• Instructions for the task: Copy out each line of the entries below in which the string "cloned" appears.

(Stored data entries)
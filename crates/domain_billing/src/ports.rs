//! Billing Domain Ports
//!
//! This module defines the port interface for the invoice ledger,
//! enabling swappable implementations (PostgreSQL repository, in-memory
//! mock).
//!
//! # Architecture
//!
//! The `InvoicePort` trait defines all operations the billing side
//! needs from invoice storage. Reads that include customer details
//! perform the join at query time; the invoice record itself stores
//! only the customer id.
//!
//! # Usage
//!
//! ```rust,ignore
//! use domain_billing::ports::InvoicePort;
//! use std::sync::Arc;
//!
//! pub struct PaymentDesk {
//!     invoices: Arc<dyn InvoicePort>,
//! }
//!
//! impl PaymentDesk {
//!     pub async fn settle(&self, id: InvoiceId, details: PaymentDetails) -> Result<Invoice, PortError> {
//!         self.invoices.record_payment(id, details).await
//!     }
//! }
//! ```

use async_trait::async_trait;
use chrono::NaiveDate;
use rust_decimal::Decimal;
use serde::{Deserialize, Serialize};

use core_kernel::{CustomerId, DomainPort, HealthCheckable, InvoiceId, PortError};
use domain_customer::{Customer, PlanType};

use crate::invoice::{Invoice, InvoiceStatus};
use crate::payment::PaymentDetails;

/// Request for issuing a new invoice.
///
/// `customer_id` is taken as given; the ledger never verifies that the
/// customer exists. Status always starts as `Pending`.
#[derive(Debug, Clone)]
pub struct NewInvoice {
    /// Customer being billed
    pub customer_id: CustomerId,
    /// Pre-generated invoice number; must be unique
    pub invoice_number: String,
    /// Amount due
    pub amount: Decimal,
    /// Billing period label
    pub billing_period: String,
    /// Payment due date
    pub due_date: NaiveDate,
    /// Free-text notes
    pub notes: Option<String>,
}

/// The customer fields resolved alongside an invoice on reads
#[derive(Debug, Clone, PartialEq, Serialize, Deserialize)]
pub struct CustomerSummary {
    pub id: CustomerId,
    pub full_name: String,
    pub email: String,
    pub contact_number: String,
    pub plan_type: PlanType,
    pub monthly_fee: Decimal,
}

impl From<&Customer> for CustomerSummary {
    fn from(customer: &Customer) -> Self {
        Self {
            id: customer.id,
            full_name: customer.full_name.clone(),
            email: customer.email.clone(),
            contact_number: customer.contact_number.clone(),
            plan_type: customer.plan_type,
            monthly_fee: customer.monthly_fee,
        }
    }
}

/// An invoice with its customer summary resolved at read time.
///
/// `customer` is `None` when the referenced customer no longer exists;
/// the invoice is still returned.
#[derive(Debug, Clone, Serialize, Deserialize)]
pub struct InvoiceWithCustomer {
    pub invoice: Invoice,
    pub customer: Option<CustomerSummary>,
}

/// The main port trait for the invoice ledger
///
/// All methods are async and return `Result<T, PortError>` for
/// consistent error handling across adapter implementations.
#[async_trait]
pub trait InvoicePort: DomainPort + HealthCheckable {
    /// Issues a new invoice with status `Pending`
    ///
    /// # Errors
    ///
    /// `PortError::Conflict` when the invoice number is already taken.
    async fn create_invoice(&self, new_invoice: NewInvoice) -> Result<Invoice, PortError>;

    /// Lists all invoices, newest-created first, with customer
    /// summaries joined in
    async fn list_invoices(&self) -> Result<Vec<InvoiceWithCustomer>, PortError>;

    /// Retrieves one invoice with its customer summary joined in
    ///
    /// # Returns
    ///
    /// The invoice if found, or `PortError::NotFound`
    async fn get_invoice(&self, id: InvoiceId) -> Result<InvoiceWithCustomer, PortError>;

    /// Records a payment, moving the invoice to `Paid`
    ///
    /// Re-recording is allowed and overwrites the previous details.
    async fn record_payment(
        &self,
        id: InvoiceId,
        details: PaymentDetails,
    ) -> Result<Invoice, PortError>;

    /// Hard-deletes an invoice
    ///
    /// # Returns
    ///
    /// The deleted invoice record
    async fn delete_invoice(&self, id: InvoiceId) -> Result<Invoice, PortError>;

    /// Returns the customer ids holding an invoice with the given
    /// status for the given billing period.
    ///
    /// The result may contain duplicates when a customer holds several
    /// matching invoices; callers that need set semantics collect into
    /// one.
    async fn find_billed_customers(
        &self,
        billing_period: &str,
        status: InvoiceStatus,
    ) -> Result<Vec<CustomerId>, PortError>;
}

/// Mock implementation of InvoicePort for testing
///
/// Stores invoices in memory and joins customer summaries from a
/// seeded map, standing in for the database's read-time join.
#[cfg(any(test, feature = "mock"))]
pub mod mock {
    use super::*;
    use chrono::Utc;
    use core_kernel::{AdapterHealth, HealthCheckResult};
    use std::collections::HashMap;
    use std::sync::Arc;
    use tokio::sync::RwLock;

    /// In-memory mock implementation of InvoicePort
    #[derive(Debug, Default)]
    pub struct MockInvoicePort {
        invoices: Arc<RwLock<HashMap<InvoiceId, Invoice>>>,
        customers: Arc<RwLock<HashMap<CustomerId, CustomerSummary>>>,
    }

    impl MockInvoicePort {
        /// Creates a new mock port
        pub fn new() -> Self {
            Self::default()
        }

        /// Pre-populates with invoices for testing
        pub async fn with_invoices(invoices: Vec<Invoice>) -> Self {
            let port = Self::new();
            for invoice in invoices {
                port.invoices.write().await.insert(invoice.id, invoice);
            }
            port
        }

        /// Seeds the customers available to the read-time join
        pub async fn register_customers(&self, customers: Vec<CustomerSummary>) {
            let mut map = self.customers.write().await;
            for customer in customers {
                map.insert(customer.id, customer);
            }
        }
    }

    impl DomainPort for MockInvoicePort {}

    #[async_trait]
    impl HealthCheckable for MockInvoicePort {
        async fn health_check(&self) -> HealthCheckResult {
            HealthCheckResult {
                adapter_id: "mock-invoice-port".to_string(),
                status: AdapterHealth::Healthy,
                latency_ms: 0,
                message: Some("Mock adapter always healthy".to_string()),
                checked_at: Utc::now(),
            }
        }
    }

    #[async_trait]
    impl InvoicePort for MockInvoicePort {
        async fn create_invoice(&self, new_invoice: NewInvoice) -> Result<Invoice, PortError> {
            let mut invoices = self.invoices.write().await;

            if invoices
                .values()
                .any(|i| i.invoice_number == new_invoice.invoice_number)
            {
                return Err(PortError::conflict(format!(
                    "Invoice number already exists: {}",
                    new_invoice.invoice_number
                )));
            }

            let mut invoice = Invoice::new(
                new_invoice.customer_id,
                new_invoice.invoice_number,
                new_invoice.amount,
                new_invoice.billing_period,
                new_invoice.due_date,
            );
            invoice.notes = new_invoice.notes;

            invoices.insert(invoice.id, invoice.clone());
            Ok(invoice)
        }

        async fn list_invoices(&self) -> Result<Vec<InvoiceWithCustomer>, PortError> {
            let invoices = self.invoices.read().await;
            let customers = self.customers.read().await;

            let mut results: Vec<_> = invoices.values().cloned().collect();
            results.sort_by(|a, b| b.created_at.cmp(&a.created_at));

            Ok(results
                .into_iter()
                .map(|invoice| {
                    let customer = customers.get(&invoice.customer_id).cloned();
                    InvoiceWithCustomer { invoice, customer }
                })
                .collect())
        }

        async fn get_invoice(&self, id: InvoiceId) -> Result<InvoiceWithCustomer, PortError> {
            let invoice = self
                .invoices
                .read()
                .await
                .get(&id)
                .cloned()
                .ok_or_else(|| PortError::not_found("Invoice", id))?;
            let customer = self.customers.read().await.get(&invoice.customer_id).cloned();

            Ok(InvoiceWithCustomer { invoice, customer })
        }

        async fn record_payment(
            &self,
            id: InvoiceId,
            details: PaymentDetails,
        ) -> Result<Invoice, PortError> {
            let mut invoices = self.invoices.write().await;
            let invoice = invoices
                .get_mut(&id)
                .ok_or_else(|| PortError::not_found("Invoice", id))?;

            invoice.record_payment(details);
            Ok(invoice.clone())
        }

        async fn delete_invoice(&self, id: InvoiceId) -> Result<Invoice, PortError> {
            self.invoices
                .write()
                .await
                .remove(&id)
                .ok_or_else(|| PortError::not_found("Invoice", id))
        }

        async fn find_billed_customers(
            &self,
            billing_period: &str,
            status: InvoiceStatus,
        ) -> Result<Vec<CustomerId>, PortError> {
            let invoices = self.invoices.read().await;
            Ok(invoices
                .values()
                .filter(|i| i.billing_period == billing_period && i.status == status)
                .map(|i| i.customer_id)
                .collect())
        }
    }
}
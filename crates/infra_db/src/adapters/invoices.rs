//! PostgreSQL Invoice Adapter
//!
//! This module provides the database adapter for the invoice ledger,
//! implementing the `InvoicePort` trait using PostgreSQL via the
//! `InvoiceRepository`.
//!
//! # Overview
//!
//! The `PostgresInvoiceAdapter` bridges the billing domain's port
//! interface and the database layer. It:
//!
//! - Builds domain invoices for writes so every ledger entry starts in
//!   Pending with its generated id and timestamps
//! - Converts joined listing rows into invoice-with-customer views
//! - Handles error translation between database and port errors
//!
//! The unique index on `invoice_number` is what turns a duplicate
//! number into a conflict here; the adapter never pre-checks.

use async_trait::async_trait;
use chrono::Utc;
use sqlx::PgPool;
use std::str::FromStr;
use tracing::{debug, instrument};

use core_kernel::{
    AdapterHealth, CustomerId, DomainPort, HealthCheckResult, HealthCheckable, InvoiceId,
    PortError,
};
use domain_billing::{
    CustomerSummary, Invoice, InvoicePort, InvoiceStatus, InvoiceWithCustomer, NewInvoice,
    PaymentDetails, PaymentMethod,
};
use domain_customer::PlanType;

use crate::adapters::customers::db_to_port_error;
use crate::error::DatabaseError;
use crate::repositories::invoices::{InvoiceRepository, InvoiceRow, InvoiceWithCustomerRow};

/// PostgreSQL-backed implementation of the InvoicePort trait
///
/// # Error Handling
///
/// Database errors are translated to `PortError` variants. A duplicate
/// invoice number maps to `PortError::Conflict` with the offending
/// number in the message; call sites that can miss map
/// `DatabaseError::NotFound` themselves.
#[derive(Debug, Clone)]
pub struct PostgresInvoiceAdapter {
    repository: InvoiceRepository,
    pool: PgPool,
}

impl PostgresInvoiceAdapter {
    /// Creates a new PostgreSQL invoice adapter
    pub fn new(pool: PgPool) -> Self {
        Self {
            repository: InvoiceRepository::new(pool.clone()),
            pool,
        }
    }

    /// Returns a reference to the underlying repository
    pub fn repository(&self) -> &InvoiceRepository {
        &self.repository
    }
}

impl DomainPort for PostgresInvoiceAdapter {}

#[async_trait]
impl HealthCheckable for PostgresInvoiceAdapter {
    /// Checks database connectivity
    async fn health_check(&self) -> HealthCheckResult {
        let start = std::time::Instant::now();

        let result = sqlx::query_scalar::<_, i32>("SELECT 1")
            .fetch_one(&self.pool)
            .await;

        let latency_ms = start.elapsed().as_millis() as u64;

        match result {
            Ok(_) => HealthCheckResult {
                adapter_id: "postgres-invoice-adapter".to_string(),
                status: AdapterHealth::Healthy,
                latency_ms,
                message: None,
                checked_at: Utc::now(),
            },
            Err(e) => HealthCheckResult {
                adapter_id: "postgres-invoice-adapter".to_string(),
                status: AdapterHealth::Unhealthy,
                latency_ms,
                message: Some(format!("Database error: {}", e)),
                checked_at: Utc::now(),
            },
        }
    }
}

#[async_trait]
impl InvoicePort for PostgresInvoiceAdapter {
    #[instrument(skip(self, new_invoice), fields(invoice_number = %new_invoice.invoice_number))]
    async fn create_invoice(&self, new_invoice: NewInvoice) -> Result<Invoice, PortError> {
        debug!("Creating invoice");

        let mut invoice = Invoice::new(
            new_invoice.customer_id,
            new_invoice.invoice_number,
            new_invoice.amount,
            new_invoice.billing_period,
            new_invoice.due_date,
        );
        if let Some(notes) = new_invoice.notes {
            invoice = invoice.with_notes(notes);
        }

        self.repository.insert(&invoice).await.map_err(|e| {
            if e.is_duplicate() {
                PortError::conflict(format!(
                    "Invoice number already exists: {}",
                    invoice.invoice_number
                ))
            } else {
                db_to_port_error(e)
            }
        })?;

        Ok(invoice)
    }

    #[instrument(skip(self))]
    async fn list_invoices(&self) -> Result<Vec<InvoiceWithCustomer>, PortError> {
        debug!("Listing invoices with customer summaries");

        let rows = self
            .repository
            .list_with_customers()
            .await
            .map_err(db_to_port_error)?;

        rows.into_iter().map(row_to_invoice_with_customer).collect()
    }

    #[instrument(skip(self), fields(invoice_id = %id))]
    async fn get_invoice(&self, id: InvoiceId) -> Result<InvoiceWithCustomer, PortError> {
        debug!("Fetching invoice by ID");

        let row = self
            .repository
            .get_by_id(id.into())
            .await
            .map_err(|e| match e {
                DatabaseError::NotFound(_) => PortError::not_found("Invoice", id),
                other => db_to_port_error(other),
            })?;

        row_to_invoice_with_customer(row)
    }

    #[instrument(skip(self, details), fields(invoice_id = %id))]
    async fn record_payment(
        &self,
        id: InvoiceId,
        details: PaymentDetails,
    ) -> Result<Invoice, PortError> {
        debug!("Recording payment via {:?}", details.payment_method);

        let payment_date = details
            .payment_date
            .unwrap_or_else(|| Utc::now().date_naive());

        let row = self
            .repository
            .record_payment(
                id.into(),
                payment_date,
                details.payment_method.as_str(),
                details.notes.as_deref(),
            )
            .await
            .map_err(|e| match e {
                DatabaseError::NotFound(_) => PortError::not_found("Invoice", id),
                other => db_to_port_error(other),
            })?;

        row_to_invoice(row)
    }

    #[instrument(skip(self), fields(invoice_id = %id))]
    async fn delete_invoice(&self, id: InvoiceId) -> Result<Invoice, PortError> {
        debug!("Deleting invoice");

        let row = self.repository.delete(id.into()).await.map_err(|e| match e {
            DatabaseError::NotFound(_) => PortError::not_found("Invoice", id),
            other => db_to_port_error(other),
        })?;

        row_to_invoice(row)
    }

    #[instrument(skip(self))]
    async fn find_billed_customers(
        &self,
        billing_period: &str,
        status: InvoiceStatus,
    ) -> Result<Vec<CustomerId>, PortError> {
        debug!("Finding customers billed in {} as {}", billing_period, status);

        let ids = self
            .repository
            .find_billed_customer_ids(billing_period, status.as_str())
            .await
            .map_err(db_to_port_error)?;

        Ok(ids.into_iter().map(CustomerId::from).collect())
    }
}

// =============================================================================
// Conversion Functions
// =============================================================================

/// Converts a database invoice row to a domain Invoice
fn row_to_invoice(row: InvoiceRow) -> Result<Invoice, PortError> {
    let status =
        InvoiceStatus::from_str(&row.status).map_err(|e| PortError::internal(e.to_string()))?;
    let payment_method = row
        .payment_method
        .as_deref()
        .map(PaymentMethod::from_str)
        .transpose()
        .map_err(|e| PortError::internal(e.to_string()))?;

    Ok(Invoice {
        id: InvoiceId::from(row.id),
        customer_id: CustomerId::from(row.customer_id),
        invoice_number: row.invoice_number,
        amount: row.amount,
        billing_period: row.billing_period,
        due_date: row.due_date,
        status,
        payment_date: row.payment_date,
        payment_method,
        notes: row.notes,
        created_at: row.created_at,
        updated_at: row.updated_at,
    })
}

/// Converts a joined listing row to an invoice-with-customer view
///
/// The customer summary is present exactly when the LEFT JOIN matched;
/// the summary columns are all NOT NULL on customers, so they are
/// either all present or all absent.
fn row_to_invoice_with_customer(
    row: InvoiceWithCustomerRow,
) -> Result<InvoiceWithCustomer, PortError> {
    let customer = match (
        row.customer_full_name,
        row.customer_email,
        row.customer_contact_number,
        row.customer_plan_type,
        row.customer_monthly_fee,
    ) {
        (Some(full_name), Some(email), Some(contact_number), Some(plan_type), Some(monthly_fee)) => {
            Some(CustomerSummary {
                id: CustomerId::from(row.customer_id),
                full_name,
                email,
                contact_number,
                plan_type: PlanType::from_str(&plan_type)
                    .map_err(|e| PortError::internal(e.to_string()))?,
                monthly_fee,
            })
        }
        _ => None,
    };

    let invoice = row_to_invoice(InvoiceRow {
        id: row.id,
        customer_id: row.customer_id,
        invoice_number: row.invoice_number,
        amount: row.amount,
        billing_period: row.billing_period,
        due_date: row.due_date,
        status: row.status,
        payment_date: row.payment_date,
        payment_method: row.payment_method,
        notes: row.notes,
        created_at: row.created_at,
        updated_at: row.updated_at,
    })?;

    Ok(InvoiceWithCustomer { invoice, customer })
}

#[cfg(test)]
mod tests {
    use super::*;
    use rust_decimal_macros::dec;
    use uuid::Uuid;

    fn sample_join_row() -> InvoiceWithCustomerRow {
        InvoiceWithCustomerRow {
            id: Uuid::now_v7(),
            customer_id: Uuid::now_v7(),
            invoice_number: "INV-202505-0042".to_string(),
            amount: dec!(1100),
            billing_period: "2025-05".to_string(),
            due_date: chrono::NaiveDate::from_ymd_opt(2025, 5, 15).unwrap(),
            status: "Pending".to_string(),
            payment_date: None,
            payment_method: None,
            notes: None,
            created_at: Utc::now(),
            updated_at: Utc::now(),
            customer_full_name: Some("Asha Rao".to_string()),
            customer_email: Some("asha@example.com".to_string()),
            customer_contact_number: Some("+91-9800011122".to_string()),
            customer_plan_type: Some("Standard".to_string()),
            customer_monthly_fee: Some(dec!(1100)),
        }
    }

    #[test]
    fn test_join_row_with_customer() {
        let entry = row_to_invoice_with_customer(sample_join_row()).unwrap();

        let customer = entry.customer.expect("summary should be present");
        assert_eq!(customer.full_name, "Asha Rao");
        assert_eq!(customer.plan_type, PlanType::Standard);
        assert_eq!(entry.invoice.status, InvoiceStatus::Pending);
    }

    #[test]
    fn test_join_row_for_deleted_customer() {
        let mut row = sample_join_row();
        row.customer_full_name = None;
        row.customer_email = None;
        row.customer_contact_number = None;
        row.customer_plan_type = None;
        row.customer_monthly_fee = None;

        let entry = row_to_invoice_with_customer(row).unwrap();

        assert!(entry.customer.is_none());
        assert_eq!(entry.invoice.invoice_number, "INV-202505-0042");
    }

    #[test]
    fn test_row_with_payment_fields() {
        let row = InvoiceRow {
            id: Uuid::now_v7(),
            customer_id: Uuid::now_v7(),
            invoice_number: "INV-202505-0099".to_string(),
            amount: dec!(800),
            billing_period: "2025-05".to_string(),
            due_date: chrono::NaiveDate::from_ymd_opt(2025, 5, 15).unwrap(),
            status: "Paid".to_string(),
            payment_date: chrono::NaiveDate::from_ymd_opt(2025, 5, 10),
            payment_method: Some("Upi".to_string()),
            notes: Some("Paid at branch".to_string()),
            created_at: Utc::now(),
            updated_at: Utc::now(),
        };

        let invoice = row_to_invoice(row).unwrap();

        assert_eq!(invoice.status, InvoiceStatus::Paid);
        assert_eq!(invoice.payment_method, Some(PaymentMethod::Upi));
    }

    #[test]
    fn test_row_with_unknown_status() {
        let row = InvoiceRow {
            id: Uuid::now_v7(),
            customer_id: Uuid::now_v7(),
            invoice_number: "INV-202505-0001".to_string(),
            amount: dec!(800),
            billing_period: "2025-05".to_string(),
            due_date: chrono::NaiveDate::from_ymd_opt(2025, 5, 15).unwrap(),
            status: "Cancelled".to_string(),
            payment_date: None,
            payment_method: None,
            notes: None,
            created_at: Utc::now(),
            updated_at: Utc::now(),
        };

        let result = row_to_invoice(row);
        assert!(result.is_err());
    }
}
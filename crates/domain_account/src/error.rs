//! Account domain errors

use thiserror::Error;

/// Errors raised by account entities and credential handling
#[derive(Debug, Error)]
pub enum AccountError {
    #[error("Unknown role: {0}")]
    UnknownRole(String),

    #[error("Invalid username or password")]
    InvalidCredentials,

    #[error("Password hashing failed: {0}")]
    Hashing(String),
}

impl AccountError {
    pub fn unknown_role(role: impl Into<String>) -> Self {
        Self::UnknownRole(role.into())
    }

    pub fn hashing(message: impl Into<String>) -> Self {
        Self::Hashing(message.into())
    }
}

#[cfg(test)]
mod tests {
    use super::*;

    #[test]
    fn test_error_display() {
        let err = AccountError::unknown_role("superuser");
        assert_eq!(err.to_string(), "Unknown role: superuser");

        let err = AccountError::InvalidCredentials;
        assert_eq!(err.to_string(), "Invalid username or password");
    }
}
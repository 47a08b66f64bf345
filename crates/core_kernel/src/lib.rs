//! Core Kernel - Foundational types and utilities for the ISP back-office
//!
//! This crate provides the fundamental building blocks used across all domain modules:
//! - Strongly-typed identifiers for domain entities
//! - The shared port error taxonomy for adapters
//! - Health check primitives for infrastructure adapters

pub mod identifiers;
pub mod ports;

pub use identifiers::{CustomerId, InvoiceId, TeamId, UserId};
pub use ports::{
    AdapterHealth, DomainPort, HealthCheckResult, HealthCheckable, PortError,
};
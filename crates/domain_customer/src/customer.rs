//! Customer entity
//!
//! The Customer aggregate represents a subscriber of the ISP. Each customer
//! is on exactly one plan from the fixed catalog; the record carries the
//! bandwidth and monthly fee derived from that plan so downstream billing
//! never needs the catalog at read time.

use chrono::{DateTime, NaiveDate, Utc};
use rust_decimal::Decimal;
use serde::{Deserialize, Serialize};

use core_kernel::CustomerId;
use crate::plan::PlanType;

/// The address where service is delivered
#[derive(Debug, Clone, PartialEq, Eq, Serialize, Deserialize)]
pub struct ServiceAddress {
    pub street: String,
    pub city: String,
    pub zip_code: String,
    /// Nearby landmark used by field technicians
    pub landmark: Option<String>,
}

impl ServiceAddress {
    /// Creates a new service address without a landmark
    pub fn new(
        street: impl Into<String>,
        city: impl Into<String>,
        zip_code: impl Into<String>,
    ) -> Self {
        Self {
            street: street.into(),
            city: city.into(),
            zip_code: zip_code.into(),
            landmark: None,
        }
    }

    /// Sets the landmark, consuming and returning self
    pub fn with_landmark(mut self, landmark: impl Into<String>) -> Self {
        self.landmark = Some(landmark.into());
        self
    }

    /// Formats the address for display
    pub fn format(&self) -> String {
        let mut lines = vec![self.street.clone()];
        lines.push(format!("{} {}", self.city, self.zip_code));
        if let Some(landmark) = &self.landmark {
            lines.push(format!("Near {}", landmark));
        }
        lines.join("\n")
    }
}

/// A subscriber of the ISP
///
/// # Derived Fields
///
/// `bandwidth_mbps` and `monthly_fee` always equal the plan catalog's values
/// for `plan_type`. They are recomputed on construction and on every plan
/// change, and are never settable independently.
///
/// # Examples
///
/// ```rust
/// use domain_customer::customer::{Customer, ServiceAddress};
/// use domain_customer::plan::PlanType;
/// use chrono::NaiveDate;
///
/// let mut customer = Customer::new(
///     "Ravi Kumar",
///     ServiceAddress::new("45 Nehru Street", "Chennai", "600001"),
///     "+91-9844455566",
///     "ravi@example.com",
///     PlanType::Basic,
///     NaiveDate::from_ymd_opt(2024, 3, 1).unwrap(),
/// );
/// assert_eq!(customer.bandwidth_mbps, 50);
///
/// customer.change_plan(PlanType::Premium);
/// assert_eq!(customer.bandwidth_mbps, 300);
/// ```
#[derive(Debug, Clone, Serialize, Deserialize)]
pub struct Customer {
    /// Unique customer identifier
    pub id: CustomerId,
    /// Full legal name
    pub full_name: String,
    /// Where service is delivered
    pub service_address: ServiceAddress,
    /// Primary phone number
    pub contact_number: String,
    /// Primary email address
    pub email: String,
    /// Current subscription plan
    pub plan_type: PlanType,
    /// Download bandwidth in Mbps, derived from the plan
    pub bandwidth_mbps: i32,
    /// Monthly subscription fee, derived from the plan
    pub monthly_fee: Decimal,
    /// When the subscription started
    pub subscription_date: NaiveDate,
    /// When this customer was created
    pub created_at: DateTime<Utc>,
    /// When this customer was last updated
    pub updated_at: DateTime<Utc>,
}

impl Customer {
    /// Creates a new customer with derived fields computed from the plan
    pub fn new(
        full_name: impl Into<String>,
        service_address: ServiceAddress,
        contact_number: impl Into<String>,
        email: impl Into<String>,
        plan_type: PlanType,
        subscription_date: NaiveDate,
    ) -> Self {
        let now = Utc::now();
        Self {
            id: CustomerId::new_v7(),
            full_name: full_name.into(),
            service_address,
            contact_number: contact_number.into(),
            email: email.into(),
            plan_type,
            bandwidth_mbps: plan_type.bandwidth_mbps(),
            monthly_fee: plan_type.monthly_fee(),
            subscription_date,
            created_at: now,
            updated_at: now,
        }
    }

    /// Moves the customer to a new plan, recomputing the derived fields
    pub fn change_plan(&mut self, plan_type: PlanType) {
        self.plan_type = plan_type;
        self.bandwidth_mbps = plan_type.bandwidth_mbps();
        self.monthly_fee = plan_type.monthly_fee();
        self.updated_at = Utc::now();
    }

    /// Checks that the derived fields match the catalog for the current plan
    ///
    /// # Returns
    ///
    /// `true` if bandwidth and fee are consistent with `plan_type`
    pub fn derived_fields_consistent(&self) -> bool {
        self.bandwidth_mbps == self.plan_type.bandwidth_mbps()
            && self.monthly_fee == self.plan_type.monthly_fee()
    }
}

#[cfg(test)]
mod tests {
    use super::*;
    use rust_decimal_macros::dec;

    fn create_test_customer() -> Customer {
        Customer::new(
            "Asha Rao",
            ServiceAddress::new("12 MG Road", "Bengaluru", "560001"),
            "+91-9800011122",
            "asha@example.com",
            PlanType::Standard,
            NaiveDate::from_ymd_opt(2024, 1, 1).unwrap(),
        )
    }

    #[test]
    fn test_new_derives_plan_fields() {
        let customer = create_test_customer();
        assert_eq!(customer.plan_type, PlanType::Standard);
        assert_eq!(customer.bandwidth_mbps, 100);
        assert_eq!(customer.monthly_fee, dec!(1100));
        assert!(customer.derived_fields_consistent());
    }

    #[test]
    fn test_change_plan_recomputes() {
        let mut customer = create_test_customer();
        customer.change_plan(PlanType::Premium);

        assert_eq!(customer.plan_type, PlanType::Premium);
        assert_eq!(customer.bandwidth_mbps, 300);
        assert_eq!(customer.monthly_fee, dec!(1500));
        assert!(customer.derived_fields_consistent());
    }

    #[test]
    fn test_derived_drift_detected() {
        let mut customer = create_test_customer();
        customer.bandwidth_mbps = 999;
        assert!(!customer.derived_fields_consistent());
    }

    #[test]
    fn test_address_format_with_landmark() {
        let address = ServiceAddress::new("12 MG Road", "Bengaluru", "560001")
            .with_landmark("Opp. Metro Station");
        let formatted = address.format();

        assert!(formatted.contains("12 MG Road"));
        assert!(formatted.contains("Bengaluru 560001"));
        assert!(formatted.contains("Near Opp. Metro Station"));
    }

    #[test]
    fn test_customer_serialization() {
        let customer = create_test_customer();
        let json = serde_json::to_string(&customer).unwrap();
        let deserialized: Customer = serde_json::from_str(&json).unwrap();

        assert_eq!(deserialized.id, customer.id);
        assert_eq!(deserialized.monthly_fee, customer.monthly_fee);
    }
}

• Task response:
            let mut results: Vec<_> = invoices.values().cloned().collect();
                    let customer = customers.get(&invoice.customer_id).cloned();
                .cloned()
            let customer = self.customers.read().await.get(&invoice.customer_id).cloned();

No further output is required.